Improved Self-Adaptive ACS Algorithm to Determine the Optimal Number of Clusters

Abstract

A fundamental problem in data clustering is how to determine the correct number of clusters. The k-adaptive medoid set ant colony optimization (ACO) clustering (METACOC-K) algorithm is superior in solving clustering problems. However, METACOC-K does not guarantee in finding the best number of clusters. It assumed the number of clusters based on an adaptive parameter strategy that lacks feedback learning. This has restrained the algorithm in producing compact clusters and the optimal number of clusters. In this paper, a self-adaptive ACO clustering (S-ACOC) algorithm is proposed to produce the optimal number of clusters by incorporating a self-adaptive parameter strategy. The S-ACOC algorithm is a centroid-based algorithm that automatically adjusts the number of clusters during the algorithm run.

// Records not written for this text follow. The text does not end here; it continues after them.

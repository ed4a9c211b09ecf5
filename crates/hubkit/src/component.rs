//! Component descriptions and metadata.
//!
//! A component is described to the Hub by a [`ComponentClass`]: a
//! type-erased record of the component type's name, documentation and
//! lifecycle capabilities. Rust types opt in through the [`Component`]
//! trait; plugins that only know a type name use [`ComponentClass::named`].
//!
//! ```rust
//! use hubkit::{Component, ComponentClass};
//!
//! struct Database;
//!
//! impl Component for Database {
//!     fn describe(class: ComponentClass) -> ComponentClass {
//!         class
//!             .doc("Primary datastore")
//!             .on_initialize(|| Ok(()))
//!     }
//! }
//!
//! let class = ComponentClass::of::<Database>();
//! assert_eq!(class.type_name(), "Database");
//! assert!(class.has_initialize());
//! assert!(!class.has_cleanup());
//! ```

use std::any::TypeId;
use std::fmt;
use std::rc::Rc;

use hubkit_registry::Metadata;
use serde::{Deserialize, Serialize};

/// Default dimension for components.
pub const COMPONENT_DIMENSION: &str = "component";

/// A lifecycle capability exposed by a component type.
pub type LifecycleFn = Rc<dyn Fn() -> anyhow::Result<()>>;

/// Implemented by types that can be registered as components.
pub trait Component: 'static {
    /// Attaches documentation and lifecycle capabilities to the class.
    fn describe(class: ComponentClass) -> ComponentClass {
        class
    }
}

/// Type-erased description of a component type.
#[derive(Clone)]
pub struct ComponentClass {
    type_name: String,
    type_id: Option<TypeId>,
    doc: Option<String>,
    initialize: Option<LifecycleFn>,
    cleanup: Option<LifecycleFn>,
}

impl ComponentClass {
    /// Describes a Rust type implementing [`Component`].
    pub fn of<T: Component>() -> Self {
        let class = Self {
            type_name: short_type_name::<T>().to_string(),
            type_id: Some(TypeId::of::<T>()),
            doc: None,
            initialize: None,
            cleanup: None,
        };
        T::describe(class)
    }

    /// Describes a component known only by its type name.
    ///
    /// The name is validated when the class is registered, not here.
    pub fn named(type_name: impl Into<String>) -> Self {
        Self {
            type_name: type_name.into(),
            type_id: None,
            doc: None,
            initialize: None,
            cleanup: None,
        }
    }

    /// Sets the documentation string.
    pub fn doc(mut self, doc: impl Into<String>) -> Self {
        self.doc = Some(doc.into());
        self
    }

    /// Sets the `initialize` capability.
    pub fn on_initialize<F>(mut self, f: F) -> Self
    where
        F: Fn() -> anyhow::Result<()> + 'static,
    {
        self.initialize = Some(Rc::new(f));
        self
    }

    /// Sets the `cleanup` capability.
    pub fn on_cleanup<F>(mut self, f: F) -> Self
    where
        F: Fn() -> anyhow::Result<()> + 'static,
    {
        self.cleanup = Some(Rc::new(f));
        self
    }

    /// The component type's own name.
    pub fn type_name(&self) -> &str {
        &self.type_name
    }

    /// The `TypeId`, for classes built from a Rust type.
    pub fn type_id(&self) -> Option<TypeId> {
        self.type_id
    }

    /// The documentation string, if any.
    pub fn documentation(&self) -> Option<&str> {
        self.doc.as_deref()
    }

    /// Returns true if the class exposes an `initialize` capability.
    pub fn has_initialize(&self) -> bool {
        self.initialize.is_some()
    }

    /// Returns true if the class exposes a `cleanup` capability.
    pub fn has_cleanup(&self) -> bool {
        self.cleanup.is_some()
    }

    /// Returns true if the type name is a usable Rust type identifier.
    pub fn is_class_like(&self) -> bool {
        is_type_identifier(&self.type_name)
    }

    pub(crate) fn run_initialize(&self) -> Option<anyhow::Result<()>> {
        self.initialize.as_ref().map(|f| f())
    }

    pub(crate) fn run_cleanup(&self) -> Option<anyhow::Result<()>> {
        self.cleanup.as_ref().map(|f| f())
    }
}

impl fmt::Debug for ComponentClass {
    fn fmt(&self, f: &mut fmt::Formatter<'_>) -> fmt::Result {
        f.debug_struct("ComponentClass")
            .field("type_name", &self.type_name)
            .field("doc", &self.doc)
            .field("has_initialize", &self.has_initialize())
            .field("has_cleanup", &self.has_cleanup())
            .finish_non_exhaustive()
    }
}

/// Last path segment of a type name, without generic arguments.
///
/// `my_app::db::Pool<Conn>` becomes `Pool`.
pub(crate) fn short_type_name<T: ?Sized>() -> &'static str {
    let full = std::any::type_name::<T>();
    let base = full.split('<').next().unwrap_or(full);
    base.rsplit("::").next().unwrap_or(base)
}

fn is_type_identifier(name: &str) -> bool {
    let mut chars = name.chars();
    match chars.next() {
        Some(c) if c.is_alphabetic() || c == '_' => {}
        _ => return false,
    }
    name != "_" && chars.all(|c| c.is_alphanumeric() || c == '_')
}

/// Descriptive record attached to a registered component.
#[derive(Debug, Clone, PartialEq, Eq, Serialize, Deserialize)]
pub struct ComponentInfo {
    /// Registered name
    pub name: String,
    /// The component type's own name
    pub type_name: String,
    /// Dimension the component lives in
    pub dimension: String,
    /// Component version
    #[serde(skip_serializing_if = "Option::is_none")]
    pub version: Option<String>,
    /// Description (defaults to the class documentation)
    #[serde(skip_serializing_if = "Option::is_none")]
    pub description: Option<String>,
    /// Author
    #[serde(skip_serializing_if = "Option::is_none")]
    pub author: Option<String>,
    /// Free-form tags
    #[serde(default)]
    pub tags: Vec<String>,
}

/// A registered component: its info and its class.
#[derive(Debug, Clone)]
pub struct ComponentRecord {
    pub(crate) info: ComponentInfo,
    pub(crate) class: ComponentClass,
}

impl ComponentRecord {
    /// The component's descriptive record.
    pub fn info(&self) -> &ComponentInfo {
        &self.info
    }

    /// The component's class.
    pub fn class(&self) -> &ComponentClass {
        &self.class
    }
}

/// Options for [`Hub::add_component_with`](crate::Hub::add_component_with).
///
/// ```rust
/// use hubkit::ComponentOptions;
/// use serde_json::json;
///
/// let options = ComponentOptions::new()
///     .name("primary-db")
///     .version("2.1.0")
///     .tags(["storage", "sql"])
///     .extra("pool_size", json!(8));
/// ```
#[derive(Debug, Clone, Default)]
pub struct ComponentOptions {
    pub(crate) name: Option<String>,
    pub(crate) dimension: Option<String>,
    pub(crate) version: Option<String>,
    pub(crate) description: Option<String>,
    pub(crate) author: Option<String>,
    pub(crate) tags: Vec<String>,
    pub(crate) aliases: Vec<String>,
    pub(crate) extra: Metadata,
}

impl ComponentOptions {
    /// Creates empty options.
    pub fn new() -> Self {
        Self::default()
    }

    /// Registers under this name instead of the type name.
    pub fn name(mut self, name: impl Into<String>) -> Self {
        self.name = Some(name.into());
        self
    }

    /// Registers in this dimension instead of the Hub's default.
    pub fn dimension(mut self, dimension: impl Into<String>) -> Self {
        self.dimension = Some(dimension.into());
        self
    }

    /// Sets the version.
    pub fn version(mut self, version: impl Into<String>) -> Self {
        self.version = Some(version.into());
        self
    }

    /// Sets the description, overriding the class documentation.
    pub fn description(mut self, description: impl Into<String>) -> Self {
        self.description = Some(description.into());
        self
    }

    /// Sets the author.
    pub fn author(mut self, author: impl Into<String>) -> Self {
        self.author = Some(author.into());
        self
    }

    /// Adds tags.
    pub fn tags<I, S>(mut self, tags: I) -> Self
    where
        I: IntoIterator<Item = S>,
        S: Into<String>,
    {
        self.tags.extend(tags.into_iter().map(Into::into));
        self
    }

    /// Adds an alias the component can also be looked up by.
    pub fn alias(mut self, alias: impl Into<String>) -> Self {
        self.aliases.push(alias.into());
        self
    }

    /// Stores an extra metadata value on the registry entry.
    pub fn extra(mut self, key: impl Into<String>, value: serde_json::Value) -> Self {
        self.extra.insert(key.into(), value);
        self
    }
}

#[cfg(test)]
mod tests {
    use super::*;

    struct Plain;
    impl Component for Plain {}

    #[allow(dead_code)]
    struct Generic<T>(T);
    impl<T: 'static> Component for Generic<T> {}

    #[test]
    fn test_class_of_uses_short_name() {
        let class = ComponentClass::of::<Plain>();
        assert_eq!(class.type_name(), "Plain");
        assert_eq!(class.type_id(), Some(TypeId::of::<Plain>()));
        assert!(class.is_class_like());
        assert!(!class.has_initialize());
    }

    #[test]
    fn test_generic_arguments_are_stripped() {
        let class = ComponentClass::of::<Generic<String>>();
        assert_eq!(class.type_name(), "Generic");
    }

    #[test]
    fn test_named_classes_are_validated() {
        assert!(ComponentClass::named("Cache").is_class_like());
        assert!(ComponentClass::named("_Internal2").is_class_like());
        assert!(!ComponentClass::named("5").is_class_like());
        assert!(!ComponentClass::named("").is_class_like());
        assert!(!ComponentClass::named("_").is_class_like());
        assert!(!ComponentClass::named("my cache").is_class_like());
        assert!(!ComponentClass::named("a::b").is_class_like());
    }

    #[test]
    fn test_lifecycle_capabilities_run() {
        let class = ComponentClass::named("Svc")
            .on_initialize(|| Ok(()))
            .on_cleanup(|| anyhow::bail!("boom"));

        assert!(matches!(class.run_initialize(), Some(Ok(()))));
        let err = class.run_cleanup().unwrap().unwrap_err();
        assert_eq!(err.to_string(), "boom");
    }

    #[test]
    fn test_info_serializes_without_empty_optionals() {
        let info = ComponentInfo {
            name: "db".into(),
            type_name: "Database".into(),
            dimension: "component".into(),
            version: Some("1.0".into()),
            description: None,
            author: None,
            tags: vec!["sql".into()],
        };
        let value = serde_json::to_value(&info).unwrap();
        assert_eq!(
            value,
            serde_json::json!({
                "name": "db",
                "type_name": "Database",
                "dimension": "component",
                "version": "1.0",
                "tags": ["sql"]
            })
        );
        let back: ComponentInfo = serde_json::from_value(value).unwrap();
        assert_eq!(back, info);
    }
}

The selection of the number of clusters is based on a construction graph that reflects the influence of a pheromone in algorithm learning. Experiments were conducted on real-world datasets to evaluate the performance of the proposed algorithm. The external evaluation metrics (purity, F-measure, and entropy) were used to compare the results of the proposed algorithm with other swarm clustering algorithms, including a genetic algorithm (GA), particle swarm optimization (PSO), and METACOC-K. Results showed that S-ACOC provides higher purity (50%) and lower entropy (40%) than GA, PSO, and METACOC-K. Experiments were also performed on several predefined clusters, and results demonstrate that the S-ACOC algorithm is superior to GA, PSO, and METACOC-K. Based on the superior performance, S-ACOC can be used to solve clustering problems in various application domains.